◆ Data provided:

· · · · ·

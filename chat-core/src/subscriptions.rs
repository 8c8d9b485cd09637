//! Logical subscription bookkeeping.
//!
//! The registry separates what the application wants to hear (registrations,
//! which live until explicitly removed) from what the current connection is
//! actually subscribed to (activations, which die with the connection).
//!
//! One live transport subscription per channel fans out to every handler
//! registered on that channel, in registration order. Activation is a
//! two-step protocol so the caller can perform the transport round trip
//! outside any lock:
//!
//! 1. [`SubscriptionRegistry::begin_activation`] marks channels as activating
//!    for an epoch and returns the ones that need a transport subscription.
//! 2. [`SubscriptionRegistry::complete_activation`] records the handle, or
//!    reports it as stale if the channel was dropped or the epoch moved on
//!    in the meantime.

use std::collections::{BTreeMap, HashMap};

use chat_types::{SubscriptionId, TransportHandle};

use crate::state::SessionEpoch;

/// Live state of one channel on the current connection.
#[derive(Debug, Clone, Copy, PartialEq, Eq)]
pub enum Activation {
    /// Not subscribed on the transport.
    Inactive,
    /// Transport subscription in flight.
    Activating {
        /// Epoch the activation belongs to.
        epoch: SessionEpoch,
    },
    /// Subscribed on the transport.
    Active {
        /// Transport handle of the live subscription.
        handle: TransportHandle,
        /// Epoch the handle belongs to.
        epoch: SessionEpoch,
    },
}

/// Result of completing an activation.
#[derive(Debug, Clone, Copy, PartialEq, Eq)]
pub enum Completion {
    /// The handle is now the channel's live subscription.
    Active,
    /// Nobody wants this handle any more; the caller should unsubscribe it.
    Stale(TransportHandle),
}

/// Result of removing a registration.
#[derive(Debug, Clone, PartialEq, Eq)]
pub struct Unregistered {
    /// Channel the registration was on.
    pub channel: String,
    /// Live handle to release, set when the last handler left an active channel.
    pub released: Option<TransportHandle>,
}

#[derive(Debug)]
struct Channel<H> {
    activation: Activation,
    subscribers: Vec<(SubscriptionId, H)>,
}

/// Registry of logical subscriptions, generic over the handler type.
#[derive(Debug)]
pub struct SubscriptionRegistry<H> {
    channels: BTreeMap<String, Channel<H>>,
    index: HashMap<SubscriptionId, String>,
    next_id: u64,
}

impl<H> Default for SubscriptionRegistry<H> {
    fn default() -> Self {
        Self {
            channels: BTreeMap::new(),
            index: HashMap::new(),
            next_id: 0,
        }
    }
}

impl<H: Clone> SubscriptionRegistry<H> {
    /// Create an empty registry.
    pub fn new() -> Self {
        Self::default()
    }

    /// Register a handler on a channel.
    ///
    /// The registration starts inactive unless the channel already has a live
    /// (or in-flight) transport subscription.
    pub fn register(&mut self, channel: &str, handler: H) -> SubscriptionId {
        self.next_id += 1;
        let id = SubscriptionId::new(self.next_id);
        self.channels
            .entry(channel.to_string())
            .or_insert_with(|| Channel {
                activation: Activation::Inactive,
                subscribers: Vec::new(),
            })
            .subscribers
            .push((id, handler));
        self.index.insert(id, channel.to_string());
        id
    }

    /// Remove a registration. Returns `None` for unknown ids.
    pub fn unregister(&mut self, id: SubscriptionId) -> Option<Unregistered> {
        let channel_name = self.index.remove(&id)?;
        let mut released = None;

        if let Some(channel) = self.channels.get_mut(&channel_name) {
            channel.subscribers.retain(|(sub, _)| *sub != id);
            if channel.subscribers.is_empty() {
                if let Activation::Active { handle, .. } = channel.activation {
                    released = Some(handle);
                }
                self.channels.remove(&channel_name);
            }
        }

        Some(Unregistered {
            channel: channel_name,
            released,
        })
    }

    /// Mark every registered channel that is not already live (or activating)
    /// in `epoch` as activating, and return those channels.
    ///
    /// Calling this twice for the same epoch returns nothing the second time.
    pub fn begin_activation(&mut self, epoch: SessionEpoch) -> Vec<String> {
        let mut pending = Vec::new();
        for (name, channel) in self.channels.iter_mut() {
            if needs_activation(channel.activation, epoch) {
                channel.activation = Activation::Activating { epoch };
                pending.push(name.clone());
            }
        }
        pending
    }

    /// Single-channel variant of [`Self::begin_activation`].
    pub fn begin_channel_activation(&mut self, channel: &str, epoch: SessionEpoch) -> bool {
        match self.channels.get_mut(channel) {
            Some(entry) if needs_activation(entry.activation, epoch) => {
                entry.activation = Activation::Activating { epoch };
                true
            }
            _ => false,
        }
    }

    /// Record the transport handle for an activation started in `epoch`.
    pub fn complete_activation(
        &mut self,
        channel: &str,
        epoch: SessionEpoch,
        handle: TransportHandle,
    ) -> Completion {
        match self.channels.get_mut(channel) {
            Some(entry) if entry.activation == (Activation::Activating { epoch }) => {
                entry.activation = Activation::Active { handle, epoch };
                Completion::Active
            }
            _ => Completion::Stale(handle),
        }
    }

    /// Undo an activation that failed on the transport.
    pub fn abort_activation(&mut self, channel: &str, epoch: SessionEpoch) {
        if let Some(entry) = self.channels.get_mut(channel) {
            if entry.activation == (Activation::Activating { epoch }) {
                entry.activation = Activation::Inactive;
            }
        }
    }

    /// Mark every channel inactive, returning the handles that were live.
    ///
    /// Registrations are kept.
    pub fn deactivate_all(&mut self) -> Vec<TransportHandle> {
        let mut handles = Vec::new();
        for channel in self.channels.values_mut() {
            if let Activation::Active { handle, .. } = channel.activation {
                handles.push(handle);
            }
            channel.activation = Activation::Inactive;
        }
        handles
    }

    /// Handlers registered on a channel, in registration order.
    pub fn handlers(&self, channel: &str) -> Vec<H> {
        self.channels
            .get(channel)
            .map(|entry| entry.subscribers.iter().map(|(_, h)| h.clone()).collect())
            .unwrap_or_default()
    }

    /// Live state of a channel, `None` if nothing is registered on it.
    pub fn activation(&self, channel: &str) -> Option<Activation> {
        self.channels.get(channel).map(|entry| entry.activation)
    }

    /// Whether the channel has a live transport subscription.
    pub fn is_active(&self, channel: &str) -> bool {
        matches!(self.activation(channel), Some(Activation::Active { .. }))
    }

    /// Whether a registration id is known.
    pub fn contains(&self, id: SubscriptionId) -> bool {
        self.index.contains_key(&id)
    }

    /// Channel a registration is on.
    pub fn channel_of(&self, id: SubscriptionId) -> Option<&str> {
        self.index.get(&id).map(String::as_str)
    }

    /// Registered channel names.
    pub fn channels(&self) -> impl Iterator<Item = &str> {
        self.channels.keys().map(String::as_str)
    }

    /// Number of registrations.
    pub fn len(&self) -> usize {
        self.index.len()
    }

    /// Whether nothing is registered.
    pub fn is_empty(&self) -> bool {
        self.index.is_empty()
    }
}

fn needs_activation(activation: Activation, epoch: SessionEpoch) -> bool {
    match activation {
        Activation::Inactive => true,
        Activation::Activating { epoch: current } | Activation::Active { epoch: current, .. } => {
            current != epoch
        }
    }
}
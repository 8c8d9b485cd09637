//! Error types for chatsync payloads.

use thiserror::Error;

/// Errors that can occur while encoding or decoding payload bodies.
#[derive(Debug, Error)]
pub enum WireError {
    /// JSON serialization failed
    #[error("serialization failed: {0}")]
    Serialization(#[source] serde_json::Error),

    /// JSON deserialization failed
    #[error("deserialization failed on {destination}: {source}")]
    Deserialization {
        /// Destination the body arrived on (empty when unknown)
        destination: String,
        /// Underlying parse error
        #[source]
        source: serde_json::Error,
    },

    /// Structurally valid JSON with unusable content
    #[error("invalid data: {0}")]
    InvalidData(String),
}

#[cfg(test)]
mod tests {
    use super::*;

    #[test]
    fn error_display() {
        let err = WireError::InvalidData("empty content".into());
        assert_eq!(err.to_string(), "invalid data: empty content");
    }

    #[test]
    fn deserialization_error_names_destination() {
        let source = serde_json::from_str::<u32>("nope").unwrap_err();
        let err = WireError::Deserialization {
            destination: "/user/queue/messages".into(),
            source,
        };
        assert!(err.to_string().contains("/user/queue/messages"));
    }

    #[test]
    fn error_is_send_sync() {
        fn assert_send_sync<T: Send + Sync>() {}
        assert_send_sync::<WireError>();
    }
}
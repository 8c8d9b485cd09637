//! Request/response over reply channels.
//!
//! The server answers each request type on one reply destination and the
//! reply does not name the request it answers. By default the most recent
//! request of a type wins: a newer request displaces the older one, which
//! can then only time out or be rejected when the connection drops.
//!
//! With `requests.correlation_ids` enabled, object payloads are tagged with
//! a `correlationId`. A reply echoing a known id resolves exactly that
//! request; a reply without one falls back to latest-wins.
//!
//! Reply destinations are registered lazily, on the first request of a
//! route, as durable subscriptions so they are replayed after a reconnect.

use std::time::Duration;

use serde::de::DeserializeOwned;
use serde_json::{json, Value};
use tokio::sync::oneshot;

use chat_types::{
    encode_body, ChatMessage, Conversation, HistoryQuery, InboundFrame, RequestRoute, UnreadCount,
    UserId, WireError,
};

use crate::client::{now, ChatClient, Route};
use crate::error::ClientError;
use crate::transport::Transport;

/// Payload field carrying the correlation id.
pub const CORRELATION_FIELD: &str = "correlationId";

impl<T: Transport> ChatClient<T> {
    /// Publish a request and wait for the reply on the route's reply channel.
    ///
    /// `timeout` defaults to `requests.timeout_ms`. Fails with
    /// [`ClientError::TransportUnavailable`] when not connected,
    /// [`ClientError::Timeout`] when no reply arrives in time and
    /// [`ClientError::ConnectionLost`] when the connection drops first.
    pub async fn request(
        &self,
        route: &RequestRoute,
        payload: Value,
        timeout: Option<Duration>,
    ) -> Result<Value, ClientError> {
        if !self.is_connected() {
            return Err(ClientError::TransportUnavailable);
        }
        self.ensure_reply_channel(route).await?;

        let mut payload = payload;
        let correlation_id = match &mut payload {
            Value::Object(fields) if self.inner.config.requests.correlation_ids => {
                let id = uuid::Uuid::new_v4().to_string();
                fields.insert(CORRELATION_FIELD.to_string(), Value::String(id.clone()));
                Some(id)
            }
            _ => None,
        };
        let body = encode_body(&payload)?;

        let (tx, rx) = oneshot::channel();
        let id = {
            let mut engine = self.engine();
            // The connection may have dropped while the reply channel was set up.
            if !engine.session.state().is_connected() {
                return Err(ClientError::ConnectionLost(
                    "connection lost before the request was sent".to_string(),
                ));
            }
            engine
                .requests
                .insert(&route.request_type, correlation_id, tx, now())
        };

        if let Err(e) = self.inner.transport.publish(&route.send_to, &body).await {
            self.engine().requests.remove(id);
            return Err(ClientError::from_publish(e));
        }

        let timeout = timeout.unwrap_or_else(|| self.inner.config.request_timeout());
        match tokio::time::timeout(timeout, rx).await {
            Ok(Ok(result)) => result,
            Ok(Err(_)) => Err(ClientError::ConnectionLost("request abandoned".to_string())),
            Err(_) => {
                self.engine().requests.remove(id);
                tracing::debug!(
                    "Request {} ({}) timed out after {:?}",
                    id.value(),
                    route.request_type,
                    timeout
                );
                Err(ClientError::Timeout(timeout))
            }
        }
    }

    /// [`ChatClient::request`] with the reply decoded into `R`.
    pub async fn request_as<R: DeserializeOwned>(
        &self,
        route: &RequestRoute,
        payload: Value,
        timeout: Option<Duration>,
    ) -> Result<R, ClientError> {
        let value = self.request(route, payload, timeout).await?;
        serde_json::from_value(value).map_err(|e| ClientError::MalformedResponse {
            destination: route.reply_on.clone(),
            reason: e.to_string(),
        })
    }

    /// Fetch the conversation list.
    pub async fn fetch_conversations(&self) -> Result<Vec<Conversation>, ClientError> {
        self.request_as(&RequestRoute::conversations(), json!({}), None)
            .await
    }

    /// Fetch one page of the conversation with `counterparty`.
    pub async fn fetch_history(
        &self,
        counterparty: UserId,
        page: u32,
        size: u32,
    ) -> Result<Vec<ChatMessage>, ClientError> {
        let query = HistoryQuery {
            other_user_id: counterparty,
            page,
            size,
        };
        let payload = serde_json::to_value(&query).map_err(WireError::Serialization)?;
        self.request_as(&RequestRoute::history(), payload, None)
            .await
    }

    /// Fetch the total unread count.
    pub async fn fetch_unread_count(&self) -> Result<u64, ClientError> {
        let unread: UnreadCount = self
            .request_as(&RequestRoute::unread_count(), json!({}), None)
            .await?;
        Ok(unread.count)
    }

    async fn ensure_reply_channel(&self, route: &RequestRoute) -> Result<(), ClientError> {
        let activation = {
            let mut engine = self.engine();
            let key = (route.reply_on.clone(), route.request_type.clone());
            if engine.reply_routes.insert(key) {
                engine
                    .registry
                    .register(&route.reply_on, Route::Reply(route.request_type.clone()));
            }
            let epoch = engine.session.epoch();
            let activate = engine.session.state().is_connected()
                && engine
                    .registry
                    .begin_channel_activation(&route.reply_on, epoch);
            activate.then_some(epoch)
        };
        if let Some(epoch) = activation {
            self.activate_channel(&route.reply_on, epoch).await?;
        }
        Ok(())
    }

    pub(crate) fn resolve_reply(&self, request_type: &str, frame: &InboundFrame) {
        let parsed: Result<Value, serde_json::Error> = serde_json::from_str(&frame.body);
        let correlation_id = if self.inner.config.requests.correlation_ids {
            parsed
                .as_ref()
                .ok()
                .and_then(|v| v.get(CORRELATION_FIELD))
                .and_then(Value::as_str)
                .map(str::to_string)
        } else {
            None
        };

        let taken = self
            .engine()
            .requests
            .take_for_response(request_type, correlation_id.as_deref());
        let Some((id, entry)) = taken else {
            tracing::debug!("Dropping unmatched {} response on {}", request_type, frame.destination);
            return;
        };

        let result = parsed.map_err(|e| {
            tracing::warn!("Malformed {} response: {}", request_type, e);
            ClientError::MalformedResponse {
                destination: frame.destination.clone(),
                reason: e.to_string(),
            }
        });
        if entry.responder.send(result).is_err() {
            tracing::debug!("Request {} was abandoned before its reply", id.value());
        }
    }
}
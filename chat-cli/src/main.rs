//! # chat-cli
//!
//! CLI tool for exercising the chatsync engine.
//!
//! ## Commands
//!
//! - `demo`: Run a send/confirm round trip against a scripted loopback server
//! - `config`: Print (and optionally validate) the effective configuration
//!
//! ## Example
//!
//! ```bash
//! # Print the defaults
//! chat-cli config
//!
//! # Check a config file
//! chat-cli --config chat.toml config --validate
//!
//! # Send "ping" to user 7 as user 1 and wait for the server copy
//! chat-cli demo --receiver 7 --content ping
//!
//! # Same, with a dropped connection along the way
//! RUST_LOG=chat_client=debug chat-cli demo --simulate-drop
//! ```

use anyhow::{Context, Result};
use clap::{Parser, Subcommand};
use std::path::PathBuf;
use tracing_subscriber::EnvFilter;

use chat_client::ClientConfig;

mod commands;

use commands::{config, demo};

/// CLI tool for exercising the chatsync engine.
#[derive(Parser, Debug)]
#[command(name = "chat-cli")]
#[command(version, about, long_about = None)]
struct Cli {
    /// TOML configuration file (defaults apply when omitted)
    #[arg(long, short, global = true)]
    config: Option<PathBuf>,

    /// Log level used when RUST_LOG is not set
    #[arg(long, global = true, default_value = "warn")]
    log_level: String,

    #[command(subcommand)]
    command: Commands,
}

#[derive(Subcommand, Debug)]
enum Commands {
    /// Run a send/confirm round trip over a mock transport
    Demo {
        /// Our user id
        #[arg(long, default_value = "1")]
        user_id: u64,

        /// Recipient user id
        #[arg(long, short, default_value = "7")]
        receiver: u64,

        /// Message text
        #[arg(long, default_value = "ping")]
        content: String,

        /// Drop the connection once and show the client recovering
        #[arg(long)]
        simulate_drop: bool,
    },

    /// Print the effective configuration as TOML
    Config {
        /// Fail if the configuration is invalid
        #[arg(long)]
        validate: bool,
    },
}

#[tokio::main]
async fn main() -> Result<()> {
    let cli = Cli::parse();

    let filter = EnvFilter::try_from_default_env()
        .unwrap_or_else(|_| EnvFilter::new(cli.log_level.as_str()));
    tracing_subscriber::fmt()
        .with_env_filter(filter)
        .with_writer(std::io::stderr)
        .init();

    let client_config = match &cli.config {
        Some(path) => ClientConfig::from_file(path)
            .with_context(|| format!("Failed to load config from {}", path.display()))?,
        None => ClientConfig::default(),
    };

    match cli.command {
        Commands::Demo {
            user_id,
            receiver,
            content,
            simulate_drop,
        } => {
            demo::run(client_config, user_id, receiver, &content, simulate_drop).await?;
        }
        Commands::Config { validate } => {
            config::run(&client_config, validate)?;
        }
    }

    Ok(())
}
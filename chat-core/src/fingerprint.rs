//! Duplicate suppression for outbound sends and inbound deliveries.
//!
//! Two independent stores:
//! - outbound fingerprints `(sha256(content), counterparty)` remembered for a
//!   short window, so a double tap or an eager retry publishes once;
//! - a bounded set of processed server message ids, so redeliveries and
//!   overlapping channels reach the application once.
//!
//! Check and record happen in one `&mut self` call, so callers holding the
//! store behind a lock get an atomic check-then-record.

use sha2::{Digest, Sha256};
use std::collections::{HashMap, HashSet, VecDeque};
use std::time::{Duration, Instant};

use chat_types::{MessageId, UserId};

/// Default outbound suppression window.
pub const DEFAULT_OUTBOUND_WINDOW: Duration = Duration::from_secs(3);

/// Default number of remembered inbound message ids.
pub const DEFAULT_PROCESSED_CAPACITY: usize = 200;

/// Identity of an outbound send for dedup purposes.
#[derive(Debug, Clone, PartialEq, Eq, Hash)]
pub struct Fingerprint {
    digest: String,
    counterparty: UserId,
}

impl Fingerprint {
    /// Compute the fingerprint of `content` sent to `counterparty`.
    pub fn new(content: &str, counterparty: UserId) -> Self {
        let digest = hex::encode(Sha256::digest(content.as_bytes()));
        Self {
            digest,
            counterparty,
        }
    }

    /// Hex-encoded content digest.
    pub fn digest(&self) -> &str {
        &self.digest
    }

    /// Recipient of the send.
    pub fn counterparty(&self) -> UserId {
        self.counterparty
    }
}

/// Outbound and inbound dedup state.
#[derive(Debug)]
pub struct FingerprintStore {
    window: Duration,
    outbound: HashMap<Fingerprint, Instant>,
    capacity: usize,
    processed_order: VecDeque<MessageId>,
    processed: HashSet<MessageId>,
}

impl Default for FingerprintStore {
    fn default() -> Self {
        Self::new(DEFAULT_OUTBOUND_WINDOW, DEFAULT_PROCESSED_CAPACITY)
    }
}

impl FingerprintStore {
    /// Create a store with the given outbound window and processed-id capacity.
    pub fn new(window: Duration, capacity: usize) -> Self {
        Self {
            window,
            outbound: HashMap::new(),
            capacity: capacity.max(1),
            processed_order: VecDeque::new(),
            processed: HashSet::new(),
        }
    }

    /// Returns true if the same content went to the same counterparty within
    /// the window; otherwise records the send and returns false.
    pub fn should_suppress_outbound(
        &mut self,
        content: &str,
        counterparty: UserId,
        now: Instant,
    ) -> bool {
        self.prune(now);
        let fingerprint = Fingerprint::new(content, counterparty);
        if self.outbound.contains_key(&fingerprint) {
            return true;
        }
        self.outbound.insert(fingerprint, now);
        false
    }

    /// Forget an outbound fingerprint, e.g. after its publish failed.
    pub fn forget_outbound(&mut self, content: &str, counterparty: UserId) -> bool {
        self.outbound
            .remove(&Fingerprint::new(content, counterparty))
            .is_some()
    }

    /// Drop outbound fingerprints older than the window.
    pub fn prune(&mut self, now: Instant) -> usize {
        let window = self.window;
        let before = self.outbound.len();
        self.outbound
            .retain(|_, recorded| now.saturating_duration_since(*recorded) < window);
        before - self.outbound.len()
    }

    /// Returns true if `id` was already processed; otherwise remembers it,
    /// evicting the oldest id once the capacity is exceeded.
    pub fn should_suppress_inbound(&mut self, id: MessageId) -> bool {
        if !self.processed.insert(id) {
            return true;
        }
        self.processed_order.push_back(id);
        while self.processed_order.len() > self.capacity {
            if let Some(oldest) = self.processed_order.pop_front() {
                self.processed.remove(&oldest);
            }
        }
        false
    }

    /// Whether `id` is currently remembered as processed.
    pub fn was_processed(&self, id: MessageId) -> bool {
        self.processed.contains(&id)
    }

    /// Number of live outbound fingerprints.
    pub fn outbound_len(&self) -> usize {
        self.outbound.len()
    }

    /// Number of remembered inbound ids.
    pub fn processed_len(&self) -> usize {
        self.processed_order.len()
    }

    /// Outbound suppression window.
    pub fn window(&self) -> Duration {
        self.window
    }
}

· · · · ·

◆ Task instructions: Set down, exactly as written, each line of the data from its opening line through the one containing "the current connection.". Output nothing more.

◆ Exercise answer:
filename chat-core/src/subscriptions.rs
repository 8c8d9b485cd09637
//! Logical subscription bookkeeping.
//!
//! The registry separates what the application wants to hear (registrations,
//! which live until explicitly removed) from what the current connection is
//! actually subscribed to (activations, which die with the connection).
//!
//! One live transport subscription per channel fans out to every handler
//! registered on that channel, in registration order. Activation is a
//! two-step protocol so the caller can perform the transport round trip
//! outside any lock:
//!
//! 1. [`SubscriptionRegistry::begin_activation`] marks channels as activating
//!    for an epoch and returns the ones that need a transport subscription.
//! 2. [`SubscriptionRegistry::complete_activation`] records the handle, or
//!    reports it as stale if the channel was dropped or the epoch moved on
//!    in the meantime.

use std::collections::{BTreeMap, HashMap};

use chat_types::{SubscriptionId, TransportHandle};

use crate::state::SessionEpoch;

/// Live state of one channel on the current connection.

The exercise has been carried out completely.